The cost of the parkade, pedway and burying the power lines on Summer Street is about $29 million, the release said.

 Construction is slated to begin next month. A specific end date wasn’t provided in the release but the new parkade will be in place before the Robie Street expansion to replace the parking spots lost with the demolition of the old parkade.

A second larger parkade of about 1,000 spaces will be built at the former CBC Building site on Bell Road. 

A parking study conducted for the province indicated 92 per cent of hospital visitors either drive or are driven to the hospital and park on site. 

The Summer Street parkade project sparked controversy last year when the Nova Scotia government’s initial plan located the building directly south of the museum. That design would have intruded on the Halifax Common and the Halifax Junior Bengal Lancers equestrian site. 

The province backed off that plan after public protests led by the Friends of the Common and HRM Coun. Waye Mason. Council unanimously supported the new plan this spring, the news release noted. 

The new plan also includes public open space along Bell Road and Summer Street. 

Lindsay’s past projects have included new neonatal units at the IWK Health Centre, the Emera IDEA building at Dalhousie University and the Canadian Coast Guard’s regional headquarters in Saint John, N.B. 

The company’s design team for the parkade consists of Walter Fedy Architects, Fathom Studios, SDMM, Smith and Andersen, and BMR Engineering.

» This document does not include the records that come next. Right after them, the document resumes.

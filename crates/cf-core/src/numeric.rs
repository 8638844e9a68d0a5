use crate::CfError;

/// Floating point type used throughout system
pub type Real = f64;

/// One tolerance for everything
#[derive(Clone, Copy, Debug, PartialEq)]
pub struct Tolerances {
    pub abs: Real,
    pub rel: Real,
}

impl Tolerances {
    /// Error scale for a component whose magnitude moved between `a` and `b`.
    pub fn scale(&self, a: Real, b: Real) -> Real {
        self.abs + self.rel * a.abs().max(b.abs())
    }
}

pub fn ensure_finite(v: Real, what: &'static str) -> Result<Real, CfError> {
    if v.is_finite() {
        Ok(v)
    } else {
        Err(CfError::NonFinite { what, value: v })
    }
}

/// Check that `v` lies in the closed interval `[min, max]`.
pub fn ensure_in_range(v: Real, min: Real, max: Real, what: &'static str) -> Result<Real, CfError> {
    let v = ensure_finite(v, what)?;
    if v < min || v > max {
        return Err(CfError::OutOfRange {
            what,
            value: v,
            min,
            max,
        });
    }
    Ok(v)
}
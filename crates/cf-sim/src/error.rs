//! Error types for simulation operations.

use thiserror::Error;

/// Errors encountered during transient simulation.
#[derive(Error, Debug)]
pub enum SimError {
    #[error("Invalid argument: {what}")]
    InvalidArg { what: &'static str },

    #[error("Non-physical condition: {what}")]
    NonPhysical { what: &'static str },

    #[error("Convergence failed: {what}")]
    ConvergenceFailed { what: &'static str },

    #[error("Step size underflow at t={t}: dt={dt:e}")]
    StepSizeUnderflow { t: f64, dt: f64 },
}

pub type SimResult<T> = Result<T, SimError>;
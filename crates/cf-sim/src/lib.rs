//! Transient simulation framework for lumped ODE models.
//!
//! Provides:
//! - `TransientModel` trait for pluggable dynamic systems
//! - Fixed-step RK4 and forward Euler integrators
//! - Adaptive Dormand-Prince 5(4) integrator with embedded error control
//! - Grid runner that lands on every output time and never steps across
//!   a model's declared discontinuities

pub mod adaptive;
pub mod error;
pub mod integrator;
pub mod model;
pub mod sim;

// Internal modules
mod events;

// Re-exports for public API
pub use adaptive::{AdaptiveStep, DormandPrince};
pub use error::{SimError, SimResult};
pub use integrator::{ForwardEuler, Integrator, RK4};
pub use model::TransientModel;
pub use sim::{GridOptions, IntegratorType, SimRecord, SimStats, run_on_grid};
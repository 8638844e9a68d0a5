//! TransientModel implementation of the circular-flow system.

use cf_core::Tolerances;
use cf_sim::{SimResult, TransientModel};

use crate::params::FlowParams;
use crate::rates;
use crate::state::FlowState;

/// Circular-flow model bound to one immutable parameter set.
#[derive(Clone, Debug)]
pub struct CircularFlowModel {
    params: FlowParams,
}

impl CircularFlowModel {
    pub fn new(params: FlowParams) -> Self {
        Self { params }
    }
}

impl TransientModel for CircularFlowModel {
    type State = FlowState;

    fn initial_state(&self) -> FlowState {
        FlowState::INITIAL
    }

    fn rhs(&mut self, t: f64, x: &FlowState) -> SimResult<FlowState> {
        Ok(rates::derivative(&self.params, x, t))
    }

    fn add(&self, a: &FlowState, b: &FlowState) -> FlowState {
        a.zip_with(b, |x, y| x + y)
    }

    fn scale(&self, a: &FlowState, scale: f64) -> FlowState {
        a.map(|x| x * scale)
    }

    fn error_norm(
        &self,
        err: &FlowState,
        x_old: &FlowState,
        x_new: &FlowState,
        tol: Tolerances,
    ) -> f64 {
        let err = err.as_array();
        let old = x_old.as_array();
        let new = x_new.as_array();
        (0..3)
            .map(|i| err[i].abs() / tol.scale(old[i], new[i]))
            .fold(0.0, f64::max)
    }

    fn is_finite(&self, x: &FlowState) -> bool {
        x.is_finite()
    }

    fn breakpoints(&self) -> Vec<f64> {
        rates::discontinuities(&self.params)
    }
}

#[cfg(test)]
mod tests {
    use super::*;
    use crate::rates::FlowRates;

    #[test]
    fn rhs_matches_rate_balance() {
        let mut model = CircularFlowModel::new(FlowParams::default());
        let x = FlowState::new(80.0, 40.0, 12.0);
        let d = model.rhs(35.0, &x).unwrap();
        let r = FlowRates::compute(&FlowParams::default(), &x, 35.0);
        assert_eq!(d, r.derivative());
        assert_eq!(r.effective_capacity, 20.0);
    }

    #[test]
    fn error_norm_is_max_component() {
        let model = CircularFlowModel::new(FlowParams::default());
        let tol = Tolerances { abs: 1.0, rel: 0.0 };
        let zero = FlowState::new(0.0, 0.0, 0.0);
        let err = FlowState::new(0.5, -2.0, 1.0);
        assert_eq!(model.error_norm(&err, &zero, &zero, tol), 2.0);
    }

    #[test]
    fn breakpoints_follow_params() {
        let model = CircularFlowModel::new(FlowParams {
            crisis_enabled: true,
            ..FlowParams::default()
        });
        assert_eq!(model.breakpoints(), vec![30.0, 40.0]);
    }
}
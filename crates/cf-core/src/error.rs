use thiserror::Error;

pub type CfResult<T> = Result<T, CfError>;

#[derive(Error, Debug)]
pub enum CfError {
    #[error("Non-finite numeric value for {what}: {value}")]
    NonFinite { what: &'static str, value: f64 },

    #[error("Invalid argument: {what}")]
    InvalidArg { what: &'static str },

    #[error("Value for {what} out of range: {value} not in [{min}, {max}]")]
    OutOfRange {
        what: &'static str,
        value: f64,
        min: f64,
        max: f64,
    },
}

The Halifax Infirmary work is part of a $2-billion redevelopment plan for the QEII health complex to replace the Centennial, Victoria General and Dickson buildings. The project also includes a new community outpatient centre in Bayers Lake.

The work will be done under a public-private-partnership (P3), which has drawn criticism from opposition MLAs and others who say that approach leads to cost overruns and less public transparency.